Волосы, частично, аккуратно убранные под головной убор, выбивавшиеся из под него закрученной спиралькой, постоянно падающей на глаза, большие, волнительные, обрамленные длинными ресницами глаза, не оставляли равнодушными никого из мимо проходящих. Когда она поднимала на кого-нибудь взгляд, то верхняя часть глубокого, густого, серо-голубого цвета, зрачка, чуть прикрывалась веком – томное очарование нестрастного взгляда притягивало каждого своей чистотой, но ей же и пугала…
Когда мы думаем о, вот-вот, должному состояться счастливому моменту, то представляем только охватившее обоих счастье, воспринимая именно это мгновение с эмоциями, равными фейерверку восторга и океану радости.
Тяжело быть в счастье сдержанным, делясь им, а в горе благодарным за испытания! Бесы, хоть и не знают будущего, но могут что-то подслушать или подсмотреть, чтобы после подбросить это в извращенном виде. Человек часто чувствуя это, останавливаемый своим Хранителем, задумывается, но редко на долго, бросаясь из огня в полымя…
«Ослябя» пережив за последние два года, многое зло, неся его и сам, стал осторожен. Голос интуиции для него не был мифом, а потому сейчас слышимое предупреждение – не форсировать события, заставляло сдерживать свои порывы. Он рвался и метался в своем чувствах к этой женщине, видя, наблюдая за ней, по ее, еле уловимому взгляду, чувствуя ее переживания. Зная, что душа ее так же чувствует его душу, он застыл, внимая каждое движение, каждый шорох, производимый ей.

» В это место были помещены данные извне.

//! Async framing for record streams arriving over sockets or pipes.

use bytes::{Buf, BytesMut};
use tokio_util::codec::{Decoder, Encoder};

use super::{Record, RecordError, FRAME_HEADER_LEN};

/// # Record Codec
///
/// Plugs the heart protocol into `FramedRead`/`FramedWrite`. Same framing and
/// errors as the blocking reader.
#[derive(Debug, Default, Clone, Copy)]
pub struct RecordCodec;

impl Decoder for RecordCodec {
    type Item = Record;
    type Error = RecordError;

    fn decode(&mut self, src: &mut BytesMut) -> Result<Option<Record>, RecordError> {
        if src.len() < FRAME_HEADER_LEN {
            return Ok(None);
        }

        let payload_len = usize::from(u16::from_be_bytes([src[1], src[2]]));
        let frame_len = FRAME_HEADER_LEN + payload_len;
        if src.len() < frame_len {
            src.reserve(frame_len - src.len());
            return Ok(None);
        }

        let tag = src[0];
        src.advance(FRAME_HEADER_LEN);
        let payload = src.split_to(payload_len);
        Record::decode_payload(tag, &payload).map(Some)
    }

    fn decode_eof(&mut self, src: &mut BytesMut) -> Result<Option<Record>, RecordError> {
        match self.decode(src)? {
            Some(record) => Ok(Some(record)),
            None if src.is_empty() => Ok(None),
            None => Err(RecordError::UnexpectedEndOfStream { mid_frame: true }),
        }
    }
}

impl Encoder<Record> for RecordCodec {
    type Error = RecordError;

    fn encode(&mut self, record: Record, dst: &mut BytesMut) -> Result<(), RecordError> {
        record.encode_into(dst);
        Ok(())
    }
}

#[cfg(test)]
mod tests {
    use super::*;
    use futures_util::StreamExt;
    use tokio_util::codec::FramedRead;

    #[test]
    fn test_partial_frames_wait_for_more_bytes() {
        let bytes = Record::HeartData(vec![100, 200, 300]).encode();
        let mut codec = RecordCodec;
        let mut buf = BytesMut::new();

        for byte in &bytes[..bytes.len() - 1] {
            buf.extend_from_slice(&[*byte]);
            assert!(codec.decode(&mut buf).unwrap().is_none());
        }
        buf.extend_from_slice(&bytes[bytes.len() - 1..]);
        assert_eq!(
            codec.decode(&mut buf).unwrap(),
            Some(Record::HeartData(vec![100, 200, 300]))
        );
        assert!(buf.is_empty());
    }

    #[test]
    fn test_unknown_tag_surfaces() {
        let mut buf = BytesMut::from(&[99u8, 0, 0][..]);
        assert!(matches!(
            RecordCodec.decode(&mut buf),
            Err(RecordError::UnknownRecordType(99))
        ));
    }

    #[tokio::test]
    async fn test_framed_read_over_async_stream() {
        let mut bytes = Vec::new();
        bytes.extend(Record::Error("probe".into()).encode());
        bytes.extend(Record::HeartData(vec![1, 2]).encode());

        let frames: Vec<Record> = FramedRead::new(&bytes[..], RecordCodec)
            .map(|r| r.unwrap())
            .collect()
            .await;
        assert_eq!(
            frames,
            vec![Record::Error("probe".into()), Record::HeartData(vec![1, 2])]
        );
    }

    #[tokio::test]
    async fn test_framed_read_truncated_tail() {
        let mut bytes = Record::HeartData(vec![1, 2]).encode();
        bytes.truncate(bytes.len() - 1);

        let mut frames = FramedRead::new(&bytes[..], RecordCodec);
        assert!(matches!(
            frames.next().await,
            Some(Err(RecordError::UnexpectedEndOfStream { mid_frame: true }))
        ));
    }
}
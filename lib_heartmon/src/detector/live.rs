//! # Live Detector
//!
//! Runs a `RateDetector` off a dispatcher subscription instead of a log.
//! Every interval it drains what has arrived without waiting and feeds it
//! in the same shape the log would have: a `Timestamp`, then one `HeartData`.
//!
//! If the dispatcher evicts the detector for falling behind, the gap is fed
//! as an `Error` record (which clears the window) and the detector
//! resubscribes. It never stays detached while the dispatcher runs.

use std::io::Write;
use std::time::Duration;

use tokio::time::MissedTickBehavior;

use super::alerter::AlarmPlayer;
use super::rate_detector::RateDetector;
use crate::core::{drain_available, DispatcherHandle};
use crate::records::Record;

/// Reported to the detector when its subscription was evicted.
pub const EVICTED_MESSAGE: &str = "live subscription evicted; samples lost";

/// # Live Detector
pub struct LiveDetector<P: AlarmPlayer, W: Write> {
    detector: RateDetector<P, W>,
    handle: DispatcherHandle,
    interval: Duration,
    max_batch: usize,
}

impl<P: AlarmPlayer, W: Write> LiveDetector<P, W> {
    /// Attaches `detector` to the dispatcher behind `handle`. `max_batch`
    /// bounds one drain; keep it at the subscriber queue capacity.
    pub fn new(detector: RateDetector<P, W>, handle: DispatcherHandle, interval: Duration, max_batch: usize) -> Self {
        Self {
            detector,
            handle,
            interval,
            max_batch: max_batch.max(1),
        }
    }

    /// # Run
    ///
    /// Feeds the detector until the dispatcher stops, then silences the
    /// alarm and hands the detector back.
    pub async fn run(mut self) -> RateDetector<P, W> {
        let stop = self.handle.stop_token();
        let mut subscription = self.handle.subscribe();
        let mut ticker = tokio::time::interval(self.interval);
        ticker.set_missed_tick_behavior(MissedTickBehavior::Delay);

        loop {
            tokio::select! {
                biased;
                _ = stop.cancelled() => break,
                _ = ticker.tick() => {}
            }

            let drained = drain_available(&mut subscription, self.max_batch);
            if !drained.samples.is_empty() {
                self.detector.process(&Record::now());
                self.detector.process(&Record::HeartData(drained.samples));
            }

            // A drain that hits the cap never sees the closed queue, so the
            // eviction flag is checked directly.
            let evicted = subscription.is_evicted();
            if drained.closed || evicted {
                if !evicted {
                    log::info!("Live detector subscription closed");
                    break;
                }
                log::warn!("Live detector fell behind and was evicted; resubscribing");
                self.detector.process(&Record::Error(EVICTED_MESSAGE.to_string()));
                subscription = self.handle.subscribe();
            }
        }

        self.handle.unsubscribe(&subscription);
        self.detector.finish();
        self.detector
    }
}

#[cfg(test)]
mod tests {
    use super::*;
    use crate::core::{Dispatcher, EngineOptions};
    use crate::detector::alerter::tests::CountingPlayer;
    use crate::detector::alerter::Alerter;
    use crate::detector::rate_detector::DetectorOptions;

    #[tokio::test(start_paused = true)]
    async fn test_live_samples_reach_detector() {
        let (dispatcher, handle) = Dispatcher::new(Vec::new(), &EngineOptions::default());
        let engine = tokio::spawn(dispatcher.run());

        let detector = RateDetector::new(
            &DetectorOptions::default(),
            Alerter::new(CountingPlayer::default()),
            Vec::new(),
        );
        let live = tokio::spawn(
            LiveDetector::new(detector, handle.clone(), Duration::from_millis(100), 2048).run(),
        );
        // Let the detector subscribe before samples flow.
        tokio::time::sleep(Duration::from_millis(10)).await;
        assert_eq!(handle.subscriber_count(), 1);

        for sample in [500, 500, 440, 450, 500, 500, 440, 450] {
            handle.ingest(sample).await.unwrap();
        }
        tokio::time::sleep(Duration::from_millis(250)).await;

        handle.stop();
        let detector = live.await.unwrap();
        engine.await.unwrap().unwrap();

        assert_eq!(detector.window().samples().len(), 8);
        assert_eq!(detector.last_bpm(), Some(2));
        assert!(detector.last_time().is_some());
        assert_eq!(handle.subscriber_count(), 0);
    }

    #[tokio::test(start_paused = true)]
    async fn test_evicted_detector_clears_window_and_resubscribes() {
        let options = EngineOptions {
            queue_capacity: 4,
            ..EngineOptions::default()
        };
        let (dispatcher, handle) = Dispatcher::new(Vec::new(), &options);
        let engine = tokio::spawn(dispatcher.run());

        let detector = RateDetector::new(
            &DetectorOptions::default(),
            Alerter::new(CountingPlayer::default()),
            Vec::new(),
        );
        let live = tokio::spawn(
            LiveDetector::new(detector, handle.clone(), Duration::from_millis(100), options.queue_capacity).run(),
        );
        tokio::time::sleep(Duration::from_millis(10)).await;
        assert_eq!(handle.subscriber_count(), 1);

        // The detector only drains on its interval, so this overflows its queue.
        for _ in 0..10 {
            handle.ingest(600).await.unwrap();
        }
        tokio::time::sleep(Duration::from_millis(20)).await;
        assert_eq!(handle.subscriber_count(), 0);

        // One interval is enough to notice the eviction and come back.
        tokio::time::sleep(Duration::from_millis(100)).await;
        assert_eq!(handle.subscriber_count(), 1);

        handle.ingest(500).await.unwrap();
        handle.ingest(440).await.unwrap();
        tokio::time::sleep(Duration::from_millis(150)).await;

        handle.stop();
        let detector = live.await.unwrap();
        engine.await.unwrap().unwrap();

        // The overflowed samples were dropped with the window.
        assert_eq!(detector.window().samples(), &[500, 440]);
    }
}
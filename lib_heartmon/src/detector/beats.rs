//! # Beat Detection
//!
//! A deliberately crude heartbeat counter over the first difference of the
//! signal. A sharp fall (the downstroke after an R peak) counts a beat and
//! arms the `Low` state; a moderate rise re-arms `Normal`. The machine is
//! rebuilt from scratch for every window, so nothing carries across calls.
//!
//! Decent on regular rhythms. On fibrillation it tends to read high, which
//! for an alarm is the safe direction to be wrong in.

/// A fall steeper than this (per sample) counts a beat.
pub const BEAT_DROP: i32 = -50;
/// A rise steeper than this (per sample) ends the low phase.
pub const RECOVERY_RISE: i32 = 25;

/// The two states of the detector.
#[derive(Debug, Clone, Copy, PartialEq, Eq, Default)]
pub enum BeatState {
    /// Waiting for a downstroke.
    #[default]
    Normal,
    /// A beat was counted; waiting for the signal to recover.
    Low,
}

impl BeatState {
    /// Advances on one first-difference value. Returns the new state and
    /// whether a beat was counted on this step.
    pub fn step(self, delta: i32) -> (BeatState, bool) {
        match self {
            BeatState::Normal if delta < BEAT_DROP => (BeatState::Low, true),
            BeatState::Low if delta > RECOVERY_RISE => (BeatState::Normal, false),
            state => (state, false),
        }
    }
}

/// Counts heartbeats across `samples`, starting in `Normal`.
pub fn detect_heartbeats(samples: &[u16]) -> usize {
    let mut state = BeatState::Normal;
    let mut beats = 0;

    for pair in samples.windows(2) {
        let delta = i32::from(pair[1]) - i32::from(pair[0]);
        let (next, beat) = state.step(delta);
        if beat {
            beats += 1;
        }
        state = next;
    }
    beats
}

/// Scales a beat count over a window of `window_secs` seconds to a
/// per-minute rate.
pub fn beats_per_minute(beats: usize, window_secs: u32) -> u32 {
    let window_secs = u64::from(window_secs.max(1));
    ((beats as u64 * 60) / window_secs).min(u64::from(u32::MAX)) as u32
}

#[cfg(test)]
mod tests {
    use super::*;

    #[test]
    fn test_two_sawtooth_drops_count_two_beats() {
        assert_eq!(detect_heartbeats(&[500, 500, 440, 450, 500, 500, 440, 450]), 2);
    }

    #[test]
    fn test_no_recovery_means_no_second_beat() {
        // The rise of 20 never clears the recovery threshold.
        assert_eq!(detect_heartbeats(&[600, 540, 560, 500, 520, 460]), 1);
    }

    #[test]
    fn test_exact_thresholds_do_not_trigger() {
        assert_eq!(detect_heartbeats(&[500, 450]), 0);
        assert_eq!(BeatState::Low.step(25), (BeatState::Low, false));
        assert_eq!(BeatState::Low.step(26), (BeatState::Normal, false));
    }

    #[test]
    fn test_short_inputs() {
        assert_eq!(detect_heartbeats(&[]), 0);
        assert_eq!(detect_heartbeats(&[1023]), 0);
    }

    #[test]
    fn test_wide_values_do_not_overflow() {
        assert_eq!(detect_heartbeats(&[u16::MAX, 0, u16::MAX, 0]), 2);
    }

    #[test]
    fn test_bpm_scaling() {
        assert_eq!(beats_per_minute(72, 60), 72);
        assert_eq!(beats_per_minute(36, 30), 72);
        assert_eq!(beats_per_minute(5, 0), 300);
    }
}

Паша запоминал и впитывал все, что способен был заметить, все больше понимая, что в данный момент, права на нее не имеет!
«Ослябя» еще не привык к новому своему положению, но очень старался. Теперь, прежнего Павла не существовало – он «погиб». Здесь и сейчас существовал другой Павел, с другими данными. Оба Павла были убеждены в смерти Татьяны, но вдруг, получив опровержение, встали перед невыносимым выбором. Но у него было время, и он знал, либо будет с ней, либо его не станет совсем!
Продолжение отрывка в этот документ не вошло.